As for Putinist claims specifically, they continuously shift. At this point, few rational Americans seriously credit Russian framing of the war as an operation for liberating and denazifying Ukraine. It wouldn’t hurt to research the Maidan Uprising for yourself, as well as the Azov Battalion, if you haven’t already - due diligence. Was or was not the CIA involved in the former and how much is the latter a continuing internal neo-Nazi threat to Ukraine? I won’t interpret this research for you or settle unsettled - and unsettling - questions with faked conclusiveness (unlike pro-Putinist distortions intent on undermining Western unity in standing by Ukraine). I will pass along my own fascination with such studies and the impression that both are issues but neither disqualifies how evident it is that Ukraine is fighting for freedom and an incipient, if flawed, democracy, while Putin and Russia are waging a war of aggression against a sovereign nation and are guilty of war crimes.
But I didn’t mean to get into details: the weeds, sunflower stalk entanglements, thick and twisty cords hacked down, snaky on the ground. Facts in question and specifics don’t matter, nor even the viewpoint or interpretation. That’s not what makes propaganda what it is - as I’m trying to define it here, frankly in the pejorative rather than neutral sense: a crossed line, a breach in integrity, bad faith in the pursuit of truth. My recent entries on Art and Activism led to participation in recorded, public discussions of where the line is between poetry and politics, how persuasion and agitprop can sometimes achieve the level of art, and yet more often politicization has art devolving into posture and rant. To be sure, all works carry an implicit ideology, flagrant when politics are up front; so, basically, it can be said everything - every communicating effort - is propaganda. Then again, like Russia changing the goalposts of its war aims as they’re being frustrated by resistant forces with stronger morale (because right is on the Ukrainian side), to revert back to a generic meaning of propaganda as applicable to all art, argument, or advocacy is changing the goalposts of definition.

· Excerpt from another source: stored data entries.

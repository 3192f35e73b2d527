// This Source Code Form is subject to the terms of the Mozilla Public
// License, v. 2.0. If a copy of the MPL was not distributed with this
// file, You can obtain one at https://mozilla.org/MPL/2.0/.

//! Robust orientation predicate.
//!
//! The fast path evaluates the 2x2 determinant in plain `f64` and accepts the
//! sign when it clears a forward error bound. Otherwise the determinant is
//! re-evaluated in double-double arithmetic, which is exact for the sign of
//! any determinant of `f64` differences.

use crate::coord::Coordinate;

/// Orientation of a point relative to a directed segment.
#[derive(Debug, Clone, Copy, PartialEq, Eq, Hash)]
pub enum Orientation {
    /// The point is to the right of the segment.
    Clockwise,
    Collinear,
    /// The point is to the left of the segment.
    CounterClockwise,
}

impl Orientation {
    /// Signed form: -1, 0 or 1.
    pub const fn as_i32(self) -> i32 {
        match self {
            Orientation::Clockwise => -1,
            Orientation::Collinear => 0,
            Orientation::CounterClockwise => 1,
        }
    }

    pub const fn from_sign(sign: i32) -> Self {
        if sign > 0 {
            Orientation::CounterClockwise
        } else if sign < 0 {
            Orientation::Clockwise
        } else {
            Orientation::Collinear
        }
    }

    /// The orientation seen from the opposite direction.
    pub const fn reverse(self) -> Self {
        match self {
            Orientation::Clockwise => Orientation::CounterClockwise,
            Orientation::Collinear => Orientation::Collinear,
            Orientation::CounterClockwise => Orientation::Clockwise,
        }
    }
}

const DP_SAFE_EPSILON: f64 = 1e-15;

/// Orientation of `q` relative to the directed segment `p1 -> p2`.
pub fn orientation_index(p1: &Coordinate, p2: &Coordinate, q: &Coordinate) -> Orientation {
    if let Some(sign) = orientation_filter(p1, p2, q) {
        return Orientation::from_sign(sign);
    }

    let dx1 = DoubleDouble::diff(p2.x, p1.x);
    let dy1 = DoubleDouble::diff(p2.y, p1.y);
    let dx2 = DoubleDouble::diff(q.x, p2.x);
    let dy2 = DoubleDouble::diff(q.y, p2.y);
    let det = dx1.mul(dy2).sub(dy1.mul(dx2));
    Orientation::from_sign(det.signum())
}

/// Floating-point filter. Returns `None` when the sign cannot be trusted.
fn orientation_filter(pa: &Coordinate, pb: &Coordinate, pc: &Coordinate) -> Option<i32> {
    let detleft = (pa.x - pc.x) * (pb.y - pc.y);
    let detright = (pa.y - pc.y) * (pb.x - pc.x);
    let det = detleft - detright;

    let detsum = if detleft > 0.0 {
        if detright <= 0.0 {
            return Some(signum(det));
        }
        detleft + detright
    } else if detleft < 0.0 {
        if detright >= 0.0 {
            return Some(signum(det));
        }
        -detleft - detright
    } else {
        return Some(signum(det));
    };

    let errbound = DP_SAFE_EPSILON * detsum;
    if det >= errbound || -det >= errbound {
        return Some(signum(det));
    }
    None
}

#[inline]
fn signum(v: f64) -> i32 {
    if v > 0.0 {
        1
    } else if v < 0.0 {
        -1
    } else {
        0
    }
}

/// Unevaluated sum `hi + lo` with `|lo| <= ulp(hi) / 2`.
#[derive(Debug, Clone, Copy)]
struct DoubleDouble {
    hi: f64,
    lo: f64,
}

impl DoubleDouble {
    /// Exact difference `a - b`.
    fn diff(a: f64, b: f64) -> Self {
        let (hi, lo) = two_sum(a, -b);
        Self { hi, lo }
    }

    fn add(self, other: Self) -> Self {
        let (s, e) = two_sum(self.hi, other.hi);
        let e = e + self.lo + other.lo;
        let (hi, lo) = quick_two_sum(s, e);
        Self { hi, lo }
    }

    fn sub(self, other: Self) -> Self {
        self.add(Self {
            hi: -other.hi,
            lo: -other.lo,
        })
    }

    fn mul(self, other: Self) -> Self {
        let (p, e) = two_prod(self.hi, other.hi);
        let e = e + (self.hi * other.lo + self.lo * other.hi);
        let (hi, lo) = quick_two_sum(p, e);
        Self { hi, lo }
    }

    fn signum(self) -> i32 {
        if self.hi != 0.0 {
            signum(self.hi)
        } else {
            signum(self.lo)
        }
    }
}

#[inline]
fn two_sum(a: f64, b: f64) -> (f64, f64) {
    let s = a + b;
    let bb = s - a;
    let err = (a - (s - bb)) + (b - bb);
    (s, err)
}

#[inline]
fn quick_two_sum(a: f64, b: f64) -> (f64, f64) {
    let s = a + b;
    let err = b - (s - a);
    (s, err)
}

#[inline]
fn two_prod(a: f64, b: f64) -> (f64, f64) {
    let p = a * b;
    let err = a.mul_add(b, -p);
    (p, err)
}

#[cfg(test)]
mod tests {
    use super::*;

    fn c(x: f64, y: f64) -> Coordinate {
        Coordinate::new(x, y)
    }

    #[test]
    fn basic_orientation() {
        let p1 = c(0.0, 0.0);
        let p2 = c(10.0, 0.0);
        assert_eq!(orientation_index(&p1, &p2, &c(5.0, 1.0)), Orientation::CounterClockwise);
        assert_eq!(orientation_index(&p1, &p2, &c(5.0, -1.0)), Orientation::Clockwise);
        assert_eq!(orientation_index(&p1, &p2, &c(20.0, 0.0)), Orientation::Collinear);
    }

    #[test]
    fn reversing_segment_flips_orientation() {
        let p1 = c(1.5, 2.25);
        let p2 = c(-3.0, 7.75);
        let q = c(0.1, 0.2);
        let fwd = orientation_index(&p1, &p2, &q);
        let rev = orientation_index(&p2, &p1, &q);
        assert_eq!(fwd, rev.reverse());
    }

    #[test]
    fn near_collinear_points_are_consistent() {
        // classic failure case for naive evaluation
        let p1 = c(0.5, 0.5);
        let p2 = c(12.0, 12.0);
        let q = c(24.0, 24.0);
        assert_eq!(orientation_index(&p1, &p2, &q), Orientation::Collinear);

        let p1 = c(219.3649559090992, 140.84159161824724);
        let p2 = c(168.9018919682399, -5.713787599646864);
        let q = c(186.80814046338352, 46.28973405831556);
        let a = orientation_index(&p1, &p2, &q);
        let b = orientation_index(&p2, &q, &p1);
        let d = orientation_index(&q, &p1, &p2);
        assert_eq!(a, b);
        assert_eq!(b, d);
    }

    #[test]
    fn double_double_difference_is_exact() {
        let d = DoubleDouble::diff(1.0e16, 1.0);
        assert_eq!(d.hi + d.lo, 1.0e16 - 1.0);
        assert_eq!(d.signum(), 1);
        let z = DoubleDouble::diff(3.0, 3.0);
        assert_eq!(z.signum(), 0);
    }
}
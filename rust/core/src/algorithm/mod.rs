// This Source Code Form is subject to the terms of the Mozilla Public
// License, v. 2.0. If a copy of the MPL was not distributed with this
// file, You can obtain one at https://mozilla.org/MPL/2.0/.

//! Numeric geometry algorithms: orientation, area, point location and
//! segment distance.

pub mod area;
pub mod orientation;
pub mod point_location;

pub use area::{is_ccw, line_length, ring_area, signed_area};
pub use orientation::{orientation_index, Orientation};
pub use point_location::{is_in_ring, is_on_line, is_on_segment, locate_in_ring, RayCrossingCounter};

use crate::coord::Coordinate;

/// Distance from `p` to the closed segment `a`-`b`.
pub fn distance_point_segment(p: &Coordinate, a: &Coordinate, b: &Coordinate) -> f64 {
    if a.equals_2d(b) {
        return p.distance(a);
    }
    let dx = b.x - a.x;
    let dy = b.y - a.y;
    let len2 = dx * dx + dy * dy;
    let r = ((p.x - a.x) * dx + (p.y - a.y) * dy) / len2;
    if r <= 0.0 {
        return p.distance(a);
    }
    if r >= 1.0 {
        return p.distance(b);
    }
    let s = ((a.y - p.y) * dx - (a.x - p.x) * dy) / len2;
    s.abs() * len2.sqrt()
}
#[cfg(test)]
mod tests {
    use super::*;
    use approx::assert_relative_eq;

    fn c(x: f64, y: f64) -> Coordinate {
        Coordinate::new(x, y)
    }

    #[test]
    fn proper_crossing() {
        let mut li = LineIntersector::new();
        li.compute_intersection(&c(0.0, 0.0), &c(10.0, 10.0), &c(0.0, 10.0), &c(10.0, 0.0));
        assert_eq!(li.kind(), IntersectionKind::Point);
        assert!(li.is_proper());
        assert_eq!(li.intersection(0), c(5.0, 5.0));
        assert!(li.is_interior_intersection());
    }

    #[test]
    fn disjoint_segments() {
        let mut li = LineIntersector::new();
        li.compute_intersection(&c(0.0, 0.0), &c(1.0, 1.0), &c(2.0, 0.0), &c(3.0, 1.0));
        assert!(!li.has_intersection());
        assert_eq!(li.intersection_num(), 0);
    }

    #[test]
    fn endpoint_touch_is_not_proper() {
        let mut li = LineIntersector::new();
        li.compute_intersection(&c(0.0, 0.0), &c(10.0, 0.0), &c(5.0, 0.0), &c(5.0, 5.0));
        assert_eq!(li.kind(), IntersectionKind::Point);
        assert!(!li.is_proper());
        assert_eq!(li.intersection(0), c(5.0, 0.0));
        assert!(li.is_interior_intersection_of(0));
        assert!(!li.is_interior_intersection_of(1));
    }

    #[test]
    fn collinear_overlap() {
        let mut li = LineIntersector::new();
        li.compute_intersection(&c(0.0, 0.0), &c(10.0, 0.0), &c(5.0, 0.0), &c(15.0, 0.0));
        assert_eq!(li.kind(), IntersectionKind::Collinear);
        assert!(li.is_intersection(&c(5.0, 0.0)));
        assert!(li.is_intersection(&c(10.0, 0.0)));
    }

    #[test]
    fn collinear_touch_at_single_point() {
        let mut li = LineIntersector::new();
        li.compute_intersection(&c(0.0, 0.0), &c(10.0, 0.0), &c(10.0, 0.0), &c(20.0, 0.0));
        assert_eq!(li.kind(), IntersectionKind::Point);
        assert_eq!(li.intersection(0), c(10.0, 0.0));
    }

    #[test]
    fn z_is_interpolated_and_averaged() {
        let mut li = LineIntersector::new();
        li.compute_intersection(
            &Coordinate::new_z(0.0, 0.0, 0.0),
            &Coordinate::new_z(10.0, 0.0, 10.0),
            &Coordinate::new_z(5.0, -5.0, 20.0),
            &Coordinate::new_z(5.0, 5.0, 20.0),
        );
        let z = li.intersection(0).z.unwrap();
        assert_relative_eq!(z, (5.0 + 20.0) / 2.0);
    }

    #[test]
    fn z_skipped_without_input_z() {
        let mut li = LineIntersector::new();
        li.compute_intersection(&c(0.0, 0.0), &c(10.0, 0.0), &c(5.0, -5.0), &c(5.0, 5.0));
        assert!(li.intersection(0).z.is_none());
    }

    #[test]
    fn point_on_segment() {
        let mut li = LineIntersector::new();
        li.compute_point_intersection(&c(2.0, 2.0), &c(0.0, 0.0), &c(4.0, 4.0));
        assert!(li.has_intersection());
        assert!(li.is_proper());
        li.compute_point_intersection(&c(0.0, 0.0), &c(0.0, 0.0), &c(4.0, 4.0));
        assert!(li.has_intersection());
        assert!(!li.is_proper());
        li.compute_point_intersection(&c(2.0, 3.0), &c(0.0, 0.0), &c(4.0, 4.0));
        assert!(!li.has_intersection());
    }

    #[test]
    fn edge_distance_orders_points() {
        let p0 = c(0.0, 0.0);
        let p1 = c(10.0, 2.0);
        assert_eq!(compute_edge_distance(&p0, &p0, &p1), 0.0);
        assert_eq!(compute_edge_distance(&p1, &p0, &p1), 10.0);
        let a = compute_edge_distance(&c(3.0, 0.6), &p0, &p1);
        let b = compute_edge_distance(&c(7.0, 1.4), &p0, &p1);
        assert!(a < b);
    }
}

definition, defination invasion propaganda fraud vs. nation-defining new vision defination
As appropriately as the sunflower symbolizes valiant struggle in defense of Ukrainian nationhood, the plant is native to North America, indicative of Western sway in this identity-creation of Ukraine. The sunflower stands upright in its soil, sways to freedom, basks joyously in daylight, infusing itself with the power of the sun - face of a dancer leaping in delight of being alive.
Against such a vision, and the by now nearly universal condemnation of the invasion and its atrocities in Western public opinion, Putinist propaganda efforts are relentless and insidious. Here, without the need even to attempt to sort out facts from falsehood as definitive, the designation “propaganda” is used to recognize the weaponization of both truth and lies to advance an agenda. It’s only going to get worse the longer the conflict lasts.
Disinformation, misinformation, stealth. Propaganda places the exchange of information and ideas in a state of war. Its slant and sides-taking are nontransparent, its agenda surreptious (at least during what’s made to appear as objective argument, passionate advocacy, good faith discussion). In actuality, this is war - and the undeclared enemy is you, the reader, the receiver and target of disinformation. A side goal is to convert you too into a disseminator of its messaging, sower of discord, a witting or unwitting underminer of Western and U.S. institutions, a paid or volunteer, true believer and/or useful idiot operative of the troll factory.
Inquiry - always - by all means. Then, best judgment. Schoolkids everywhere know sunflower seeds are good for chewing, however often you have to spit out the hulls.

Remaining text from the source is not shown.